Explant cultures of Rpe65(−/−) mouse retina: a model to investigate cone opsin trafficking

PURPOSE: In the absence of 11-cis retinal (e.g., Rpe65(−/−)), the chromophore for all pigments, cone opsins are mislocalized in vivo. Using the systemic application of 11-cis retinal, appropriate protein localization can be promoted. Here, we asked whether explant cultures of Rpe65(−/−) mouse retina are amenable to screening retinoids for their ability to promote opsin trafficking. METHODS: Retina-retinal pigment epithelium (RPE) cultures were prepared from 7-day-old Rpe65(−/−) Rho(−/−) or wild-type pups and cultured for 11 days. Explants were treated with retinoids throughout this period. Ultraviolet (UV)-opsin trafficking was analyzed by immunohistochemistry and quantitative image analysis, while its messenger RNA expression was examined by quantitative real-time PCR, and the interaction of retinoids with UV-opsin was probed in transducing-activation assays. RESULTS: In wild-type explant cultures, UV-opsin was restricted to the outer segments, whereas in those derived from Rpe65(−/−) Rho(−/−) mice, opsin trafficking was impaired. In Rpe65(−/−) Rho(−/−) explants, administration of 11-cis retinal, 11-cis retinol or retinoic acid (RA) reversed the opsin trafficking phenotype. RA analogs designed to act by binding to the retinoic acid receptor or the retinoid X-receptor, however, had no effect. RA was shown to interact with the UV–cone opsin, demonstrated by its ability to effect ligand-dependent activation of transducin by UV–cone opsin.
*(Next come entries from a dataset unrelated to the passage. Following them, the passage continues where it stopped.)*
use std::collections::BTreeMap;
use std::sync::Arc;

use pacer_core::model::{
    Mode, QuestionRecord, QuestionRecordId, QuestionStatus, Session, SessionId, SessionItem,
    SessionStatus,
};
use pacer_core::sequence::{QuestionSequence, QuestionSlot};
use storage::repository::{QuestionTypeRepository, SessionRepository, TemplateRepository};

use crate::error::RecordsError;
use crate::grid::{StatusCounts, sequence_items, snapshot_items};

//
// ─── LIST VIEW ─────────────────────────────────────────────────────────────────
//

/// One row of the records list: a finished session with aggregated
/// outcome counts.
#[derive(Debug, Clone, PartialEq)]
pub struct RecordSummary {
    pub id: SessionId,
    pub name: Option<String>,
    pub mode: Mode,
    pub template_name: Option<String>,
    pub ended_at: Option<chrono::DateTime<chrono::Utc>>,
    pub total_time_ms: u64,
    pub total_questions: usize,
    pub counts: StatusCounts,
    pub accuracy_rate: f64,
    pub completion_rate: f64,
}

/// Aggregate over all listed records.
#[derive(Debug, Clone, Copy, PartialEq, Default)]
pub struct RecordsOverview {
    pub total_sessions: usize,
    pub total_time_ms: u64,
    pub avg_accuracy: f64,
    pub avg_completion: f64,
}

//
// ─── DETAIL VIEW ───────────────────────────────────────────────────────────────
//

/// A persisted session reconstructed for review/editing.
///
/// The grid comes from the session's item snapshot when present; sessions
/// saved before snapshots existed fall back to the current template
/// definition (which can have drifted since the run).
#[derive(Debug, Clone)]
pub struct RecordDetail {
    pub session: Session,
    pub items: Vec<SessionItem>,
    pub records: Vec<QuestionRecord>,
    pub slots: Vec<QuestionSlot>,
    statuses: BTreeMap<u32, QuestionStatus>,
}

impl RecordDetail {
    #[must_use]
    pub fn statuses(&self) -> &BTreeMap<u32, QuestionStatus> {
        &self.statuses
    }

    #[must_use]
    pub fn status_of(&self, number: u32) -> QuestionStatus {
        self.statuses
            .get(&number)
            .copied()
            .unwrap_or(QuestionStatus::Unanswered)
    }

    /// Set one question's status. Unknown numbers are ignored.
    pub fn set_status(&mut self, number: u32, status: QuestionStatus) {
        if let Some(slot) = self.statuses.get_mut(&number) {
            *slot = status;
        }
    }

    /// Mark every question of one section (grid `type_index`) at once.
    pub fn mark_batch(&mut self, type_index: usize, status: QuestionStatus) {
        let numbers: Vec<u32> = self
            .slots
            .iter()
            .filter(|slot| slot.type_index == type_index)
            .map(|slot| slot.number)
            .collect();
        for number in numbers {
            self.set_status(number, status);
        }
    }

    #[must_use]
    pub fn counts(&self) -> StatusCounts {
        StatusCounts::from_slots(&self.slots, &self.statuses)
    }

    #[must_use]
    pub fn accuracy_rate(&self) -> f64 {
        self.counts().accuracy_rate()
    }

    #[must_use]
    pub fn completion_rate(&self) -> f64 {
        self.counts().completion_rate()
    }
}

//
// ─── SERVICE ───────────────────────────────────────────────────────────────────
//

/// Read and edit persisted session records.
pub struct RecordsService {
    sessions: Arc<dyn SessionRepository>,
    templates: Arc<dyn TemplateRepository>,
    question_types: Arc<dyn QuestionTypeRepository>,
}

impl RecordsService {
    #[must_use]
    pub fn new(
        sessions: Arc<dyn SessionRepository>,
        templates: Arc<dyn TemplateRepository>,
        question_types: Arc<dyn QuestionTypeRepository>,
    ) -> Self {
        Self {
            sessions,
            templates,
            question_types,
        }
    }

    /// All ended sessions, newest first, with aggregated counts, plus an
    /// overall summary.
    ///
    /// # Errors
    ///
    /// Returns `RecordsError::Storage` when rows cannot be read.
    pub async fn list(&self) -> Result<(Vec<RecordSummary>, RecordsOverview), RecordsError> {
        let sessions = self
            .sessions
            .list_sessions_by_status(SessionStatus::Ended)
            .await?;
        let templates = self.templates.list_templates().await?;

        let mut rows = Vec::with_capacity(sessions.len());
        for session in sessions {
            let records = self.sessions.get_question_records(session.id()).await?;
            let counts = StatusCounts::from_statuses(records.iter().map(|r| r.status));
            let template_name = templates
                .iter()
                .find(|t| t.id() == session.template_id())
                .map(|t| t.name().to_owned());
            rows.push(RecordSummary {
                id: session.id(),
                name: session.name().map(str::to_owned),
                mode: session.mode(),
                template_name,
                ended_at: session.ended_at(),
                total_time_ms: session.total_time_ms(),
                total_questions: records.len(),
                counts,
                accuracy_rate: counts.accuracy_rate(),
                completion_rate: counts.completion_rate(),
            });
        }

        rows.sort_by(|a, b| b.ended_at.cmp(&a.ended_at));

        let overview = if rows.is_empty() {
            RecordsOverview::default()
        } else {
            #[allow(clippy::cast_precision_loss)]
            let count = rows.len() as f64;
            RecordsOverview {
                total_sessions: rows.len(),
                total_time_ms: rows.iter().map(|r| r.total_time_ms).sum(),
                avg_accuracy: rows.iter().map(|r| r.accuracy_rate).sum::<f64>() / count,
                avg_completion: rows.iter().map(|r| r.completion_rate).sum::<f64>() / count,
            }
        };

        Ok((rows, overview))
    }

    /// Load one session with its grid rebuilt and persisted statuses
    /// overlaid on an all-unanswered base. `None` when the id is unknown.
    ///
    /// # Errors
    ///
    /// Returns `RecordsError::Storage` when rows cannot be read.
    pub async fn detail(&self, id: SessionId) -> Result<Option<RecordDetail>, RecordsError> {
        let Some(session) = self.sessions.get_session(id).await? else {
            return Ok(None);
        };
        let items = self.sessions.get_session_items(id).await?;
        let records = self.sessions.get_question_records(id).await?;
        let types = self.question_types.list_question_types().await?;

        let base_items = if session.item_snapshot().is_empty() {
            let template_items = self
                .templates
                .get_template_items(session.template_id())
                .await?;
            sequence_items(&template_items, &types)
        } else {
            snapshot_items(session.item_snapshot(), &types)
        };
        let order: Vec<_> = base_items.iter().map(|item| item.id).collect();
        let seq = QuestionSequence::build(base_items, order);

        // default every slot to unanswered, then overlay what was saved;
        // records and slots can be misaligned if the grid changed
        let mut statuses: BTreeMap<u32, QuestionStatus> = seq
            .slots()
            .iter()
            .map(|slot| (slot.number, QuestionStatus::Unanswered))
            .collect();
        for record in &records {
            if let Some(slot) = statuses.get_mut(&record.question_index) {
                *slot = record.status;
            }
        }

        Ok(Some(RecordDetail {
            session,
            items,
            records,
            slots: seq.slots().to_vec(),
            statuses,
        }))
    }

    /// Persist edited statuses. Existing records keep their identity and
    /// times; grid slots without a record get zero-filled ones, so the
    /// save is idempotent per question number.
    ///
    /// # Errors
    ///
    /// Returns `RecordsError` when rows cannot be written or validated.
    pub async fn save_statuses(&self, detail: &RecordDetail) -> Result<(), RecordsError> {
        let by_index: BTreeMap<u32, &QuestionRecord> = detail
            .records
            .iter()
            .map(|record| (record.question_index, record))
            .collect();
        let item_by_template: BTreeMap<_, _> = detail
            .items
            .iter()
            .map(|item| (item.template_item_id, item.id))
            .collect();

        let mut updated = Vec::with_capacity(detail.slots.len());
        for slot in &detail.slots {
            let status = detail.status_of(slot.number);
            match by_index.get(&slot.number) {
                Some(existing) => {
                    let mut record = (*existing).clone();
                    record.status = status;
                    updated.push(record);
                }
                None => {
                    let session_item_id = item_by_template
                        .get(&slot.template_item_id)
                        .copied()
                        .unwrap_or_else(pacer_core::model::SessionItemId::random);
                    updated.push(QuestionRecord::new(
                        QuestionRecordId::random(),
                        detail.session.id(),
                        session_item_id,
                        slot.number,
                        0,
                        0,
                        status,
                    )?);
                }
            }
        }

        self.sessions.append_question_records(&updated).await?;
        tracing::debug!(session = %detail.session.id(), records = updated.len(), "statuses saved");
        Ok(())
    }

    /// Rename a session row.
    ///
    /// # Errors
    ///
    /// Returns `RecordsError::Storage` (NotFound included) on failure.
    pub async fn rename(&self, id: SessionId, name: Option<String>) -> Result<(), RecordsError> {
        let Some(mut session) = self.sessions.get_session(id).await? else {
            return Err(RecordsError::Storage(
                storage::repository::StorageError::NotFound,
            ));
        };
        session.set_name(name);
        self.sessions.update_session(&session).await?;
        Ok(())
    }

    /// Delete a session and everything it owns.
    ///
    /// # Errors
    ///
    /// Returns `RecordsError::Storage` on failure.
    pub async fn delete(&self, id: SessionId) -> Result<(), RecordsError> {
        self.sessions.delete_session(id).await?;
        tracing::info!(session = %id, "session deleted");
        Ok(())
    }
}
All compounds tested increased cone opsin messenger RNA expression. CONCLUSIONS: Cone-opsin trafficking defects were replicated in Rpe65(−/−) Rho(−/−) retina-RPE cultures, and were reversed by 11-cis retinal treatment. Comparing the effects of different retinoids on their ability to promote UV-opsin trafficking to outer segments confirmed the critical role of agents that bind in the retinoid binding pocket. Retinoids that act as transcription factors, however, were ineffective. Thus, organ cultures may be a powerful low-throughput screening tool to identify novel compounds to promote cone survival.